Output directory ready: ./resources


In [3]:
device_id = 0  # or use torch.cuda.current_device()
props = torch.cuda.get_device_properties(device_id)
total_memory = props.total_memory  # in bytes
reserved_memory = torch.cuda.memory_reserved(device_id)
allocated_memory = torch.cuda.memory_allocated(device_id)
free_memory = total_memory - reserved_memory

print("Total GPU memory (GB): {:.2f}".format(total_memory / 1024**3))
print("Reserved GPU memory (GB): {:.2f}".format(reserved_memory / 1024**3))
print("Allocated GPU memory (GB): {:.2f}".format(allocated_memory / 1024**3))
print("Free GPU memory (GB): {:.2f}".format(free_memory / 1024**3))

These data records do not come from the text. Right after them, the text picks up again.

//! Data/config directory resolution

use std::path::PathBuf;

use directories::ProjectDirs;
use lazy_static::lazy_static;

lazy_static! {
    pub static ref PROJECT_NAME: String = env!("CARGO_CRATE_NAME").to_uppercase();
    pub static ref DATA_FOLDER: Option<PathBuf> =
        std::env::var(format!("{}_DATA", PROJECT_NAME.clone()))
            .ok()
            .map(PathBuf::from);
    pub static ref CONFIG_FOLDER: Option<PathBuf> =
        std::env::var(format!("{}_CONFIG", PROJECT_NAME.clone()))
            .ok()
            .map(PathBuf::from);
    pub static ref LOG_ENV: String = format!("{}_LOGLEVEL", PROJECT_NAME.clone());
    pub static ref LOG_FILE: String = format!("{}.log", env!("CARGO_PKG_NAME"));
}

fn project_directory() -> Option<ProjectDirs> {
    ProjectDirs::from("app", "dreamsync", env!("CARGO_PKG_NAME"))
}

pub fn get_data_dir() -> PathBuf {
    if let Some(s) = DATA_FOLDER.clone() {
        s
    } else if let Some(proj_dirs) = project_directory() {
        proj_dirs.data_local_dir().to_path_buf()
    } else {
        PathBuf::from(".").join(".data")
    }
}

pub fn get_config_dir() -> PathBuf {
    if let Some(s) = CONFIG_FOLDER.clone() {
        s
    } else if let Some(proj_dirs) = project_directory() {
        proj_dirs.config_local_dir().to_path_buf()
    } else {
        PathBuf::from(".").join(".config")
    }
}

pub fn version() -> String {
    let author = clap::crate_authors!();
    let version = option_env!("_GIT_INFO").unwrap_or(env!("CARGO_PKG_VERSION"));

    let config_dir_path = get_config_dir().display().to_string();
    let data_dir_path = get_data_dir().display().to_string();

    format!(
        "\
{version}

Authors: {author}

Config directory: {config_dir_path}
Data directory: {data_dir_path}"
    )
}
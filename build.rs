use std::process::Command;

fn git(args: &[&str]) -> Option<String> {
    let output = Command::new("git").args(args).output().ok()?;
    if !output.status.success() {
        return None;
    }
    let text = String::from_utf8(output.stdout).ok()?;
    Some(text.trim().to_string())
}

/// Embeds `git describe` output as `_GIT_INFO` so `--version` names the exact build
fn main() {
    if let Some(git_dir) = git(&["rev-parse", "--git-dir"]) {
        for watched in ["HEAD", "packed-refs", "refs/heads", "refs/tags"] {
            let path = std::path::Path::new(&git_dir).join(watched);
            if path.exists() {
                println!("cargo:rerun-if-changed={}", path.display());
            }
        }
    }
    if let Some(describe) = git(&["describe", "--always", "--tags", "--long", "--dirty"]) {
        println!("cargo:rustc-env=_GIT_INFO={describe}");
    }
}
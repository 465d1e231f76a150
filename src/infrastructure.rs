//! Infrastructure layer
//!
//! External collaborators of the list state:
//! - Access token service and token refresh
//! - REST page sources and item mutations
//! - Socket transport and the realtime session driver

pub mod api;
pub mod auth;
pub mod realtime;
pub mod socket;
//! Process setup shared by the binary and tests: log file, panic reporting and the
//! per-user data/config directories

pub mod logging;
pub mod panic;
pub mod paths;

pub use logging::initialize_logging;
pub use panic::initialize_panic_handler;
pub use paths::{get_config_dir, get_data_dir, version};
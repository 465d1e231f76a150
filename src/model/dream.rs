//! Dream journal entries and their AI analysis records

use chrono::{DateTime, Utc};
use serde::{Deserialize, Serialize};
use strum::{Display, EnumString};

use crate::model::{
    item::{Item, Nested},
    list::ListQuery,
};

#[derive(Debug, Clone, Copy, PartialEq, Eq, Serialize, Deserialize, Display, EnumString)]
#[serde(rename_all = "lowercase")]
#[strum(serialize_all = "lowercase")]
pub enum AnalysisStatus {
    Pending,
    Processing,
    Completed,
    Failed,
}

/// Interpretation produced asynchronously for a dream
#[derive(Debug, Clone, PartialEq, Eq, Serialize, Deserialize)]
#[serde(rename_all = "camelCase")]
pub struct Analysis {
    #[serde(alias = "_id")]
    pub id: String,
    pub status: AnalysisStatus,
    #[serde(default)]
    pub interpretation: Option<String>,
    #[serde(default)]
    pub symbols: Vec<String>,
}

#[derive(Debug, Clone, PartialEq, Eq, Serialize, Deserialize)]
#[serde(rename_all = "camelCase")]
pub struct Dream {
    #[serde(alias = "_id")]
    pub id: String,
    pub title: String,
    #[serde(default)]
    pub content: String,
    #[serde(default)]
    pub mood: Option<String>,
    #[serde(default)]
    pub tags: Vec<String>,
    #[serde(default)]
    pub is_public: bool,
    #[serde(default)]
    pub created_at: Option<DateTime<Utc>>,
    #[serde(default)]
    pub analysis: Option<Analysis>,
}

impl Item for Dream {
    fn id(&self) -> &str {
        &self.id
    }

    fn nested(&self) -> Option<Nested<'_>> {
        self.analysis.as_ref().map(|analysis| Nested {
            field: "analysis",
            id: &analysis.id,
        })
    }
}

impl Dream {
    pub fn analysis_status(&self) -> Option<AnalysisStatus> {
        self.analysis.as_ref().map(|analysis| analysis.status)
    }

    /// Whether the analysis job is still running
    pub fn is_analyzing(&self) -> bool {
        matches!(
            self.analysis_status(),
            Some(AnalysisStatus::Pending | AnalysisStatus::Processing)
        )
    }
}

#[derive(Debug, Clone, Copy, Default, PartialEq, Eq, Display, EnumString)]
#[strum(serialize_all = "lowercase")]
pub enum DreamSort {
    #[default]
    Recent,
    Oldest,
}

/// Criteria of the personal dream list
#[derive(Debug, Clone, Default, PartialEq, Eq)]
pub struct DreamFilter {
    pub sort: DreamSort,
    pub search: String,
    pub mood: Option<String>,
    pub tag: Option<String>,
}

impl DreamFilter {
    pub fn to_query(&self) -> ListQuery {
        ListQuery::new()
            .with_sort(self.sort.to_string())
            .with_search(&self.search)
            .with_filter("mood", self.mood.clone().unwrap_or_default())
            .with_filter("tag", self.tag.clone().unwrap_or_default())
    }
}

Total GPU memory (GB): 11.99
Reserved GPU memory (GB): 0.00
Allocated GPU memory (GB): 0.00
Free GPU memory (GB): 11.99


In [4]:
print("Downloading QWEN2.5-1.5B via Unsloth...")

# Download the model using Unsloth’s FastLanguageModel API.
# The API automatically handles special tokenizer and model configuration.
model, tokenizer = FastLanguageModel.from_pretrained(
    model_name=MODEL_NAME,
    max_seq_length=MAX_SEQ_LENGTH,
    dtype=torch.bfloat16,             # Use default dtype detection (or set "bfloat16" if supported)
    load_in_4bit=LOAD_IN_4BIT
)
print("Model and tokenizer downloaded successfully!")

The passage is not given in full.